18 avril 2014

Lettre d’un Kayesien au gouvernement malien

 

Drapeau du Mali, crédit photo: flagartist.com
Drapeau du Mali, crédit photo: flagartist.com

Chaque jour, ce sont des tonnes de nos ressources naturelles qui sont prélevées de notre écosystème et de nos mines, mais nos populations vivent dans l’extrême pauvreté et dans le pire des dénuements. La voix de nos armes est-elle aussi nécessaire pour entendre nos souffrances ?

Chaque jour qui passe, nos richesses actuelles sont pillées, et celles à venir hypothéquées.

Notre écosystème est détruit et nos populations vivent dans le plus grand dénuement, assises sur des richesses incalculables et jetées dans les bras d’une pauvreté qui les consume à petit feu. Pourtant, nos populations ne disent rien et elles supportent en espérant un lendemain meilleur.
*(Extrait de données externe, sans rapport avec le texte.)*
//! Operator interaction on the terminal.
//!
//! Prompts and notices go to stderr so stdout stays clean in JSON mode.

use std::io::{self, BufRead, Write};
use tomes_core::Interaction;

/// Interaction reading answers from any line source, stdin by default.
pub struct Terminal<R> {
    input: R,
}

impl Terminal<io::StdinLock<'static>> {
    /// Read answers from stdin.
    pub fn stdin() -> Self {
        if !atty::is(atty::Stream::Stdin) {
            tracing::warn!("stdin is not a terminal, answers are read from piped input");
        }
        Self::new(io::stdin().lock())
    }
}

impl<R: BufRead> Terminal<R> {
    pub fn new(input: R) -> Self {
        Self { input }
    }

    fn read_line(&mut self) -> io::Result<Option<String>> {
        let mut line = String::new();
        if self.input.read_line(&mut line)? == 0 {
            return Ok(None);
        }
        Ok(Some(line.trim().to_string()))
    }
}

impl<R: BufRead> Interaction for Terminal<R> {
    fn confirm(&mut self, prompt: &str) -> bool {
        loop {
            eprint!("{} [y/n] ", prompt);
            let _ = io::stderr().flush();
            match self.read_line() {
                Ok(Some(answer)) => match answer.to_lowercase().as_str() {
                    "y" | "yes" => return true,
                    "n" | "no" => return false,
                    _ => eprintln!("Please answer y or n."),
                },
                // End of input or a broken terminal counts as no.
                Ok(None) | Err(_) => return false,
            }
        }
    }

    fn prompt_line(&mut self, prompt: &str) -> io::Result<String> {
        eprint!("{}", prompt);
        io::stderr().flush()?;
        self.read_line()?
            .ok_or_else(|| io::Error::new(io::ErrorKind::UnexpectedEof, "no input"))
    }

    fn notify(&mut self, message: &str) {
        eprintln!("{}", message);
    }
}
Pourtant, les hommes politiques, ceux-là mêmes qui ont juré sur tous les dieux (parce qu’ils en ont plusieurs dont le dieu suprême est l’ARGENT) qu’ils les sortiraient de là ne font rien d’autre que mépriser davantage ces braves populations et tenter de créer des systèmes qui permettraient à leurs progénitures de reprendre leur flambeau de l’exploitation et de la démagogie.

La voix de ces sans-voix, n’est-elle pas audible pour laisser apparaître leurs souffrances ? Ou alors faudrait-il qu’ils aient recours aux armes (comme certaines minorités du pays en ont fait un motif de chantage) pour se faire entendre ?
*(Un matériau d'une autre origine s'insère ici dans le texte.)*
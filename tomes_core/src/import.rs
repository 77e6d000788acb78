//! Import pipeline: scan sources, then resolve, confirm and commit each
//! importable candidate one at a time.
//!
//! Per candidate the importer reads metadata, asks for an ISBN when none
//! was found, resolves the candidate to an existing entry or a new one,
//! asks for confirmation and finally commits. A commit that adds content
//! saves the ledger and then the collection before the next candidate is
//! considered, so an interrupted batch resumes cleanly on the next run.

use crate::catalog::{CatalogEntry, Collection, Metadata};
use crate::config::Config;
use crate::error::{Error, Result};
use crate::interact::{Interaction, MetadataExtractor, ask_for_isbn};
use crate::ledger::HashLedger;
use crate::scan::{self, Candidates, ImportCandidate, is_epub};
use std::path::{Path, PathBuf};
use std::time::Instant;

/// What happened to one candidate.
#[derive(Debug, Clone, PartialEq, Eq)]
pub enum Outcome {
    /// The file was linked to entry `id`, which was `created` for it or existed.
    Committed { id: u64, created: bool },
    /// The operator declined the import.
    Declined,
    /// Entry `id` already links this exact file.
    AlreadyLinked { id: u64 },
    /// The file could not be read or analyzed.
    Failed { reason: String },
}

impl Outcome {
    /// Whether the candidate was committed.
    pub fn is_committed(&self) -> bool {
        matches!(self, Outcome::Committed { .. })
    }
}

/// Per-candidate outcomes of a batch, in the order they were processed.
#[derive(Debug, Clone, Default, PartialEq, Eq)]
pub struct ImportReport {
    pub imported: usize,
    pub outcomes: Vec<(PathBuf, Outcome)>,
}

impl ImportReport {
    fn record(&mut self, path: &Path, outcome: Outcome) {
        if outcome.is_committed() {
            self.imported += 1;
        }
        self.outcomes.push((path.to_path_buf(), outcome));
    }

    /// Candidates that were not committed, with their outcome.
    pub fn skipped(&self) -> impl Iterator<Item = &(PathBuf, Outcome)> {
        self.outcomes.iter().filter(|(_, o)| !o.is_committed())
    }

    /// Turn an empty batch into [`Error::NothingToImport`].
    pub fn require_imports(self) -> Result<Self> {
        if self.imported == 0 {
            Err(Error::NothingToImport)
        } else {
            Ok(self)
        }
    }
}

/// Where a candidate's metadata led.
enum Resolution {
    Existing(u64),
    New,
}

/// Drives imports against a ledger and a collection it owns.
pub struct Importer<E, U> {
    ledger: HashLedger,
    collection: Collection,
    extractor: E,
    ui: U,
}

impl<E: MetadataExtractor, U: Interaction> Importer<E, U> {
    /// Create an importer over already loaded state.
    pub fn new(ledger: HashLedger, collection: Collection, extractor: E, ui: U) -> Self {
        Self {
            ledger,
            collection,
            extractor,
            ui,
        }
    }

    /// Load the ledger and collection named by the configuration.
    pub fn open(config: &Config, extractor: E, ui: U) -> Result<Self> {
        let ledger = HashLedger::open(config.ledger_path())?;
        let collection = Collection::open(config.database_path())?;
        Ok(Self::new(ledger, collection, extractor, ui))
    }

    /// The hash ledger.
    pub fn ledger(&self) -> &HashLedger {
        &self.ledger
    }

    /// The collection.
    pub fn collection(&self) -> &Collection {
        &self.collection
    }

    /// The interaction collaborator.
    pub fn ui(&self) -> &U {
        &self.ui
    }

    /// Give back the owned state.
    pub fn into_parts(self) -> (HashLedger, Collection, E, U) {
        (self.ledger, self.collection, self.extractor, self.ui)
    }

    /// Scan source locations against freshly reloaded ledger contents.
    pub fn analyze_sources(&mut self, sources: &[PathBuf]) -> Result<Candidates> {
        self.ledger.load()?;
        let candidates = scan::scan(sources, &self.ledger, &self.collection)?;
        for (path, reason) in &candidates.unreadable {
            self.ui
                .notify(&format!("Could not read {}: {}", path.display(), reason));
        }
        Ok(candidates)
    }

    /// Import every importable e-book found in the source locations.
    ///
    /// Fails with [`Error::NothingToImport`] if no candidate was committed.
    pub fn import_from_sources(&mut self, sources: &[PathBuf], retail: bool) -> Result<ImportReport> {
        let kind = source_kind(retail);
        tracing::info!(sources = sources.len(), kind, "importing from sources");

        let candidates = self.analyze_sources(sources)?;
        let new = candidates.new_candidates().count();
        let missing = candidates.missing().count();
        self.ui.notify(&format!(
            "Found {} new epubs and {} epubs previously imported and now missing.",
            new, missing
        ));

        let importable = candidates.into_importable();
        self.run(&importable, retail)?.require_imports()
    }

    /// Import specific files.
    ///
    /// Paths that do not exist or are not e-books are reported and ignored.
    /// Fails with [`Error::NothingToImport`] if no candidate was committed.
    pub fn import_specific_paths(&mut self, paths: &[PathBuf], retail: bool) -> Result<ImportReport> {
        self.ledger.load()?;

        let mut importable = Vec::new();
        for path in paths {
            if !path.is_file() || !is_epub(path) {
                tracing::warn!(path = %path.display(), "not an existing epub file");
                self.ui
                    .notify(&format!("Ignoring {}: not an existing epub file", path.display()));
                continue;
            }
            match ImportCandidate::inspect(path, &self.ledger, &self.collection) {
                Ok(candidate) if candidate.is_importable() => importable.push(candidate),
                Ok(_) => {
                    self.ui
                        .notify(&format!("Ignoring {}: already in library", path.display()));
                }
                Err(e) => {
                    tracing::warn!(path = %path.display(), error = %e, "could not hash file");
                    self.ui
                        .notify(&format!("Could not read {}: {}", path.display(), e));
                }
            }
        }

        self.run(&importable, retail)?.require_imports()
    }

    /// Offer each candidate for import, in order.
    ///
    /// The ledger is reloaded first. Returns the report even when nothing
    /// was committed; a storage failure aborts the remaining batch.
    pub fn import_candidates(
        &mut self,
        candidates: &[ImportCandidate],
        retail: bool,
    ) -> Result<ImportReport> {
        self.ledger.load()?;
        self.run(candidates, retail)
    }

    fn run(&mut self, candidates: &[ImportCandidate], retail: bool) -> Result<ImportReport> {
        let started = Instant::now();
        let mut report = ImportReport::default();

        for (i, candidate) in candidates.iter().enumerate() {
            let mut intro = format!("Considering importable epub {}", candidate.file_name());
            if candidates.len() > 1 {
                intro.push_str(&format!(" ({} / {})", i + 1, candidates.len()));
            }
            self.ui.notify(&intro);

            let outcome = match self.import_one(candidate, retail) {
                Ok(outcome) => outcome,
                Err(e) if e.is_fatal() => {
                    tracing::error!(path = %candidate.path.display(), error = %e, "aborting import batch");
                    self.ui.notify(&format!(
                        "Aborting import at {}: {}",
                        candidate.path.display(),
                        e
                    ));
                    return Err(e);
                }
                Err(e) => Outcome::Failed {
                    reason: e.to_string(),
                },
            };

            match &outcome {
                Outcome::Committed { .. } => {}
                Outcome::Declined => {
                    tracing::debug!(path = %candidate.path.display(), "declined");
                    self.ui
                        .notify(&format!("Ignoring epub {}", candidate.file_name()));
                }
                Outcome::AlreadyLinked { id } => {
                    tracing::info!(path = %candidate.path.display(), id, "already linked");
                    self.ui.notify(&format!(
                        "Skipping {}: already linked to book ID {}",
                        candidate.file_name(),
                        id
                    ));
                }
                Outcome::Failed { reason } => {
                    tracing::warn!(path = %candidate.path.display(), %reason, "import failed");
                    self.ui.notify(&format!(
                        "Could not analyze and import {}: {}",
                        candidate.path.display(),
                        reason
                    ));
                }
            }
            report.record(&candidate.path, outcome);
        }

        tracing::info!(
            imported = report.imported,
            kind = source_kind(retail),
            elapsed_ms = started.elapsed().as_millis() as u64,
            "import batch finished"
        );
        Ok(report)
    }

    fn import_one(&mut self, candidate: &ImportCandidate, retail: bool) -> Result<Outcome> {
        let path = &candidate.path;

        let mut metadata = match self.extractor.read_metadata(path) {
            Ok(metadata) => metadata,
            Err(e) if e.is_fatal() => return Err(e),
            Err(e) => {
                return Ok(Outcome::Failed {
                    reason: e.to_string(),
                });
            }
        };

        if metadata.isbn.is_none() {
            tracing::debug!(path = %path.display(), "identifier unknown");
            self.ui
                .notify(&format!("ISBN not found in {}", candidate.file_name()));
            match ask_for_isbn(&mut self.ui) {
                Ok(Some(isbn)) => metadata.isbn = Some(isbn),
                Ok(None) => self.ui.notify("Warning: ISBN still unknown."),
                Err(e) => {
                    tracing::warn!(error = %e, "could not read manual isbn");
                    self.ui.notify("Warning: ISBN still unknown.");
                }
            }
        }

        let resolution = match self.collection.find_by_metadata(&metadata) {
            Some(entry) => {
                if entry.variant(&candidate.hash).is_some_and(|v| v.is_present()) {
                    return Ok(Outcome::AlreadyLinked { id: entry.id });
                }
                Resolution::Existing(entry.id)
            }
            None => Resolution::New,
        };

        let prompt = self.confirmation_prompt(candidate, &metadata, &resolution)?;
        if !self.ui.confirm(&prompt) {
            return Ok(Outcome::Declined);
        }

        self.commit(candidate, metadata, resolution, retail)
    }

    fn confirmation_prompt(
        &self,
        candidate: &ImportCandidate,
        metadata: &Metadata,
        resolution: &Resolution,
    ) -> Result<String> {
        let mut prompt = format!("Found: {}.\n", metadata);
        match resolution {
            Resolution::Existing(id) => {
                let entry = self.collection.find_by_id(*id)?;
                prompt.push_str(&format!("Adding file to {}.\n", entry.short_string()));
            }
            Resolution::New => prompt.push_str("Creating new book.\n"),
        }
        if candidate.already_ledgered {
            prompt.push_str(
                "This epub has already been imported but is not in the current library. \
                 Confirm importing again?",
            );
        } else {
            prompt.push_str("Import?");
        }
        Ok(prompt)
    }

    fn commit(
        &mut self,
        candidate: &ImportCandidate,
        metadata: Metadata,
        resolution: Resolution,
        retail: bool,
    ) -> Result<Outcome> {
        let path = &candidate.path;

        let (id, created) = match resolution {
            Resolution::Existing(id) => {
                let entry = self.collection.find_by_id_mut(id)?;
                let link = entry.link_file(path, candidate.hash, retail);
                if !link.is_new_content() {
                    return Ok(Outcome::AlreadyLinked { id });
                }
                if entry.metadata.isbn.is_none() {
                    entry.metadata.isbn = metadata.isbn;
                }
                self.ui
                    .notify(&format!("Added epub to {}", entry.short_string()));
                (id, false)
            }
            Resolution::New => {
                let id = self.collection.generate_id();
                let mut entry = CatalogEntry::new(id, metadata);
                entry.link_file(path, candidate.hash, retail);
                self.ui
                    .notify(&format!("Added new epub {} with ID {}", entry.metadata, id));
                self.collection.add(entry);
                (id, true)
            }
        };

        // Ledger before collection.
        if !self.ledger.add(candidate.hash) {
            tracing::debug!(hash = %candidate.hash.short(), "hash already in ledger");
        }
        self.ledger.save()?;
        self.collection.save()?;

        tracing::info!(path = %path.display(), id, created, retail, "committed");
        Ok(Outcome::Committed { id, created })
    }
}

fn source_kind(retail: bool) -> &'static str {
    if retail { "retail" } else { "non-retail" }
}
Je suis Kayésien et je vous écris ce message. Mais avant, quand j’ai parlé à mon frère ségovien, il m’a dit qu’il pensait écrire le même texte, et qu’il lui suffirait de signer celui-ci sans en rien changer, car cette même lettre décrit bien son désarroi.

Bien avant mon frère ségovien, j’ai discuté avec une soeur koulikoroise. Elle m’a dit qu’elle pensait écrire une lettre au président de l’Assemblée nationale pour demander une démilitarisation de la région de Koulikoro afin d’afficher la colère des jeunes de Koulikoro suite à toute décision lâche devant le MNLA (Mouvement national de libération de l’Azawad) et la France.

Et quand elle raconta l’histoire de la lettre à son beau-frère sikassois, celui-ci lui jura que cette lettre correspondait totalement à sa réalité. Son ami moptitien s’est aussi proposé comme signataire de la lettre. Je ne suis plus allé loin dans le pays profond, et j’ai compris que ma lettre était celle de toutes les femmes et tous les hommes de ce pays. C’est pour cela que j’ai décidé de l’appeler la Lettre des Régions.

Si je me décide à vous écrire aujourd’hui c’est pour vous exprimer le chagrin et la colère qui m’animent face à une humiliation qui dure depuis bien trop longtemps. Avec l’histoire des indépendantistes du MNLA, des djihadistes, des narcotrafiquants, ainsi que de Sanogo et de ses hommes, nous avons vécu et nous continuons de vivre une époque unique de notre histoire : celle-ci semble s’être accélérée tendant à transporter les Maliennes et les Maliens dans une tourmente infinie.

Mais comme il est dit souvent, « a quelque chose malheur est bon », et c’est le seul espoir qui me reste pour penser que demain sera meilleur.

Cette crise multiforme que nous vivons a néanmoins permis de susciter non seulement un réveil de conscience en tout le monde, mais aussi de pousser le Malien à prendre conscience que les décisions qu’il prend ou les actes qu’il pose impacteront automatiquement sa propre vie et celle des siens même s’il a l’illusion sur le moment qu’il n’est qu’un petit maillon.

Dans la situation actuelle du pays, il ne peut y avoir d’épanouissement individuel sans prendre en compte l’environnement et l’ensemble de la société.

Depuis des décennies, la région de Kayes connaît un paradoxe : c’est comme si les ressources naturelles du sous-sol étaient une malédiction pour la région.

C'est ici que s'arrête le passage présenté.